_Task directions:_ Below are records; please set down exactly the lines from the first through the one containing "use http_body::Body;".

Stored items:

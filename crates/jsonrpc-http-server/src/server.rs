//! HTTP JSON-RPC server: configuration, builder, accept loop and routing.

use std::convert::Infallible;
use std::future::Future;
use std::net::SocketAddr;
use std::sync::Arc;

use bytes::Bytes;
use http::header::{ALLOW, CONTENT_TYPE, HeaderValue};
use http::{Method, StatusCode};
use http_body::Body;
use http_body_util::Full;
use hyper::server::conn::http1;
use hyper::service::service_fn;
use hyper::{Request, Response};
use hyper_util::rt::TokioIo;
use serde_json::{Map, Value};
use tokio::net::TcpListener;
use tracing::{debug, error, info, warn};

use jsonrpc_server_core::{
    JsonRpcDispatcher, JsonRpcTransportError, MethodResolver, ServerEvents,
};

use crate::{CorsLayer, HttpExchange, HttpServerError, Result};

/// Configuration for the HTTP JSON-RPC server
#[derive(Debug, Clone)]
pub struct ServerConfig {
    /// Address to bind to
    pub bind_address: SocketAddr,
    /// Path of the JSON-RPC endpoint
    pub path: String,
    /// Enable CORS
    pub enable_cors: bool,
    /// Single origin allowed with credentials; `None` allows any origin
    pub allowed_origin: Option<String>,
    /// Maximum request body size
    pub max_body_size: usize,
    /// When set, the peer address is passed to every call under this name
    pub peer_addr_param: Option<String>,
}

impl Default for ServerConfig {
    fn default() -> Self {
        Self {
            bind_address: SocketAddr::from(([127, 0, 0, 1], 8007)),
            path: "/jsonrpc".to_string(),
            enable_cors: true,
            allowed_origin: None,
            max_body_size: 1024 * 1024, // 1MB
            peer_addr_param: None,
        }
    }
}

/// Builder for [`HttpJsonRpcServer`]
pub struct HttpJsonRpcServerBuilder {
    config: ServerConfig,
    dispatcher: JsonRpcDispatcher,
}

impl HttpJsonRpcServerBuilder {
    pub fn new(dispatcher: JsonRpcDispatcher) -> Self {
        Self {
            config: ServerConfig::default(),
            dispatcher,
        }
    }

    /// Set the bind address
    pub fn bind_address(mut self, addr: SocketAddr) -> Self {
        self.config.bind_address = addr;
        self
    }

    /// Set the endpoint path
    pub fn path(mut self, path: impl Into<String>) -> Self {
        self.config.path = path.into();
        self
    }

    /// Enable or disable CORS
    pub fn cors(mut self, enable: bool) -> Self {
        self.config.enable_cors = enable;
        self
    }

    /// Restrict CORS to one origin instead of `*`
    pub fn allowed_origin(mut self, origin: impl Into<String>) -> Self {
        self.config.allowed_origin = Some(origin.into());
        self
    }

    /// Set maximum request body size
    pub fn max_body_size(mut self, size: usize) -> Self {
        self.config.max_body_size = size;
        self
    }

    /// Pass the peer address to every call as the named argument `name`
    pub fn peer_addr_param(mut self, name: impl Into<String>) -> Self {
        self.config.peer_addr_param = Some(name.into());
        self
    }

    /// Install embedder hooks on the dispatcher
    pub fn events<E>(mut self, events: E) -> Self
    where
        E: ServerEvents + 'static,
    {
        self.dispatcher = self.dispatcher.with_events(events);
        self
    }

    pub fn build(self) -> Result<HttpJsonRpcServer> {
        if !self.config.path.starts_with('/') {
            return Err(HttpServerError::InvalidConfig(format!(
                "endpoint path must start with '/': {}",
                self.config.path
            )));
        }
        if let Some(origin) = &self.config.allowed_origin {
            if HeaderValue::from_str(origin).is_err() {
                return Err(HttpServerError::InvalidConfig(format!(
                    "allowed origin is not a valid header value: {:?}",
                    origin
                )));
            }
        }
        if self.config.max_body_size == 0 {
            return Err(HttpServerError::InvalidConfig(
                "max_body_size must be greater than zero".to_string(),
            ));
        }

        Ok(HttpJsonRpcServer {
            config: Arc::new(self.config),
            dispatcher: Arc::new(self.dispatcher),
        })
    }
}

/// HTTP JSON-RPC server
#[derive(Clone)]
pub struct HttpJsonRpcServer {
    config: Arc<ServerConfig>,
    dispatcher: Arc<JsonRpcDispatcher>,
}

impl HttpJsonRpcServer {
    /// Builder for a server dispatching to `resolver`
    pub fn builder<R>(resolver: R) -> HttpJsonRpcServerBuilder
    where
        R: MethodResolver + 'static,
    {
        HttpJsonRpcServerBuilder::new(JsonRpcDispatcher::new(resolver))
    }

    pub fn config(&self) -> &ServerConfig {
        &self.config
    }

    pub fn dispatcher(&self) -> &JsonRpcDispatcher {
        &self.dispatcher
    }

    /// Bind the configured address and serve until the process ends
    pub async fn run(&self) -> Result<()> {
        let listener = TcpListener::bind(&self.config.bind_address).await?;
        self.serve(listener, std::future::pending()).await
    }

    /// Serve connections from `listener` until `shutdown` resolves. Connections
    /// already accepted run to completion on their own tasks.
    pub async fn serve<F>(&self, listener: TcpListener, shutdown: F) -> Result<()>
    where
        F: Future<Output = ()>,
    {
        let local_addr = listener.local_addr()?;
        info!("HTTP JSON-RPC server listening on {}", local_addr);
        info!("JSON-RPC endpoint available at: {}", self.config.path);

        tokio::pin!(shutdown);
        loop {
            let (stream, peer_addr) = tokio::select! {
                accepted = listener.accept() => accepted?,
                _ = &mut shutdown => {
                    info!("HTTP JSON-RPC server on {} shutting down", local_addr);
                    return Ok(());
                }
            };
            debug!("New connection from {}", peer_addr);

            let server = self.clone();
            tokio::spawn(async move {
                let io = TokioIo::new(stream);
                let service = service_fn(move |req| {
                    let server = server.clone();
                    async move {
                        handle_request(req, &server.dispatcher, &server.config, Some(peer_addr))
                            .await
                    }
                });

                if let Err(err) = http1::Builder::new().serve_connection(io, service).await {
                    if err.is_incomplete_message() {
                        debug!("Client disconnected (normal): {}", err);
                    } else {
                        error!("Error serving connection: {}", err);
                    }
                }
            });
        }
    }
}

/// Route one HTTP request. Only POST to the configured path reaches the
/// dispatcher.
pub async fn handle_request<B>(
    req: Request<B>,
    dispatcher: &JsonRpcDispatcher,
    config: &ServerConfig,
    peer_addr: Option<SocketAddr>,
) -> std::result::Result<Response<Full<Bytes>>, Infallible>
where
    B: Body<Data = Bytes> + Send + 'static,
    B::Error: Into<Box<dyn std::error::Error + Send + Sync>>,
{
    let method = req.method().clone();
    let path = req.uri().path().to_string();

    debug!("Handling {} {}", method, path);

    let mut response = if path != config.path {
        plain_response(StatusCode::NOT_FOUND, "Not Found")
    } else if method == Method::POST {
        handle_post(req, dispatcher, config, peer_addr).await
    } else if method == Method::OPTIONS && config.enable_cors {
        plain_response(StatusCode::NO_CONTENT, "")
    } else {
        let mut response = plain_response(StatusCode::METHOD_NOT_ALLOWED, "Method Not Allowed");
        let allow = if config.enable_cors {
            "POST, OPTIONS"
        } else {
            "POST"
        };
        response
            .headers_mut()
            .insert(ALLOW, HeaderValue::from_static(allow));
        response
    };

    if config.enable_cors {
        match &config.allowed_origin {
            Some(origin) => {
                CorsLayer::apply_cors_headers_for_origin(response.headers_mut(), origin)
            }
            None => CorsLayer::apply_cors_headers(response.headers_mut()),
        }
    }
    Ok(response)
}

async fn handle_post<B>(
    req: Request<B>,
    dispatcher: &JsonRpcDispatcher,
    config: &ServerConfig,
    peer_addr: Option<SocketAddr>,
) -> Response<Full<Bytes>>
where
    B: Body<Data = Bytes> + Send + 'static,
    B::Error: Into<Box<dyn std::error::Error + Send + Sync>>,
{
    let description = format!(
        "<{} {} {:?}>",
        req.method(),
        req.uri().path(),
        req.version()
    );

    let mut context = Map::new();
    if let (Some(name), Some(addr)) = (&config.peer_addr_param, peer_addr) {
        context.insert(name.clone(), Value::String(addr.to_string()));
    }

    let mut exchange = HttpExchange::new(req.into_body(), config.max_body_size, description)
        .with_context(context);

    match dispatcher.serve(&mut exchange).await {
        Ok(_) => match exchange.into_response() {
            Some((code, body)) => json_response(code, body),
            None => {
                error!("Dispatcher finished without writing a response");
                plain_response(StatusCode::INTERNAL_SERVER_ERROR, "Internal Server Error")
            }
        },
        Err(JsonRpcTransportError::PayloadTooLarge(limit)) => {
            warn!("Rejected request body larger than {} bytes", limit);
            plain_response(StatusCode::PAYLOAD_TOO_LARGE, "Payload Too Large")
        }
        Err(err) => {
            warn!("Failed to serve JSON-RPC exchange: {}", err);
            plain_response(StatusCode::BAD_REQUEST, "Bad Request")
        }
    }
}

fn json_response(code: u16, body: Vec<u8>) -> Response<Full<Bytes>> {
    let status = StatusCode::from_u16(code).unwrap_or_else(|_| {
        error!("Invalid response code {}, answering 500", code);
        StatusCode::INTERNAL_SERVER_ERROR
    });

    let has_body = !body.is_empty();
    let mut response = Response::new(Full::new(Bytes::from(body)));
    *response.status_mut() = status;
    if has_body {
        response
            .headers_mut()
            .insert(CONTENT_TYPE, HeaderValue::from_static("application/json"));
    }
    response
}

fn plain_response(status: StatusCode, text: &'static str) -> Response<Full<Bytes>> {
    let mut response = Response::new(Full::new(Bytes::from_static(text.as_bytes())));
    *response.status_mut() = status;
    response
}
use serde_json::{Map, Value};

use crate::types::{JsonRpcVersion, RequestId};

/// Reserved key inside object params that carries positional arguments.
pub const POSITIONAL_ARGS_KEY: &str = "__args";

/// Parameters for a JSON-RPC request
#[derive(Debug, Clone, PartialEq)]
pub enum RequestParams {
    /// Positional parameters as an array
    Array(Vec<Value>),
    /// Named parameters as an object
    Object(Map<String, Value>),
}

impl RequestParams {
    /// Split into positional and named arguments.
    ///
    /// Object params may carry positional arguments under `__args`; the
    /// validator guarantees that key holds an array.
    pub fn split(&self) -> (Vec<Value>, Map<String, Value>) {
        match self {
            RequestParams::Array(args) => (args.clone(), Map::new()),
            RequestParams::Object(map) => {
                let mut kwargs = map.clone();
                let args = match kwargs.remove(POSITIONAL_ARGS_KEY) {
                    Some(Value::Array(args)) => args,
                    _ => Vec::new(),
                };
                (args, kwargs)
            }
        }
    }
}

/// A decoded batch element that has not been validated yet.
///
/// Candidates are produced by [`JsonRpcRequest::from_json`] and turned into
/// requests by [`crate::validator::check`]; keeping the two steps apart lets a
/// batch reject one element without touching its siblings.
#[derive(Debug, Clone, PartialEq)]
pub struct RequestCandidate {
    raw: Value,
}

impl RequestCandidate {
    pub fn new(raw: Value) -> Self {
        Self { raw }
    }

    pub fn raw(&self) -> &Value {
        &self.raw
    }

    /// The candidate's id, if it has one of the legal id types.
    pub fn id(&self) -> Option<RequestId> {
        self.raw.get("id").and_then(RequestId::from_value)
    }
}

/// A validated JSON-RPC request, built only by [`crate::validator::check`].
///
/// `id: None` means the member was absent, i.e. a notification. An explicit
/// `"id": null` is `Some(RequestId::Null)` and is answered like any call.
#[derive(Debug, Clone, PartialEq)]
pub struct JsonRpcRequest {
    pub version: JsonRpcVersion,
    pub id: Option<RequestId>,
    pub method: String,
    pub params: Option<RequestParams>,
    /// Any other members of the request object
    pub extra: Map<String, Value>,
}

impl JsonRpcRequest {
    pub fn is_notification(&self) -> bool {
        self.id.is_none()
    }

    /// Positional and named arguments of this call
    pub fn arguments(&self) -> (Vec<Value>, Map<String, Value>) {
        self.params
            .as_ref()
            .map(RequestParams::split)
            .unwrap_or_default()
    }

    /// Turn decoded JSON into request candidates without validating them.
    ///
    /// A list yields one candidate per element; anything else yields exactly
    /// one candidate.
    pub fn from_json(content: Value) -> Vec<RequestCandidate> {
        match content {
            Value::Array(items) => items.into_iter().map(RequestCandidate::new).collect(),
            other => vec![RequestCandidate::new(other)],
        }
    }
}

_Exercise response:_
filename crates/jsonrpc-http-server/src/server.rs
//! HTTP JSON-RPC server: configuration, builder, accept loop and routing.

use std::convert::Infallible;
use std::future::Future;
use std::net::SocketAddr;
use std::sync::Arc;

use bytes::Bytes;
use http::header::{ALLOW, CONTENT_TYPE, HeaderValue};
use http::{Method, StatusCode};
use http_body::Body;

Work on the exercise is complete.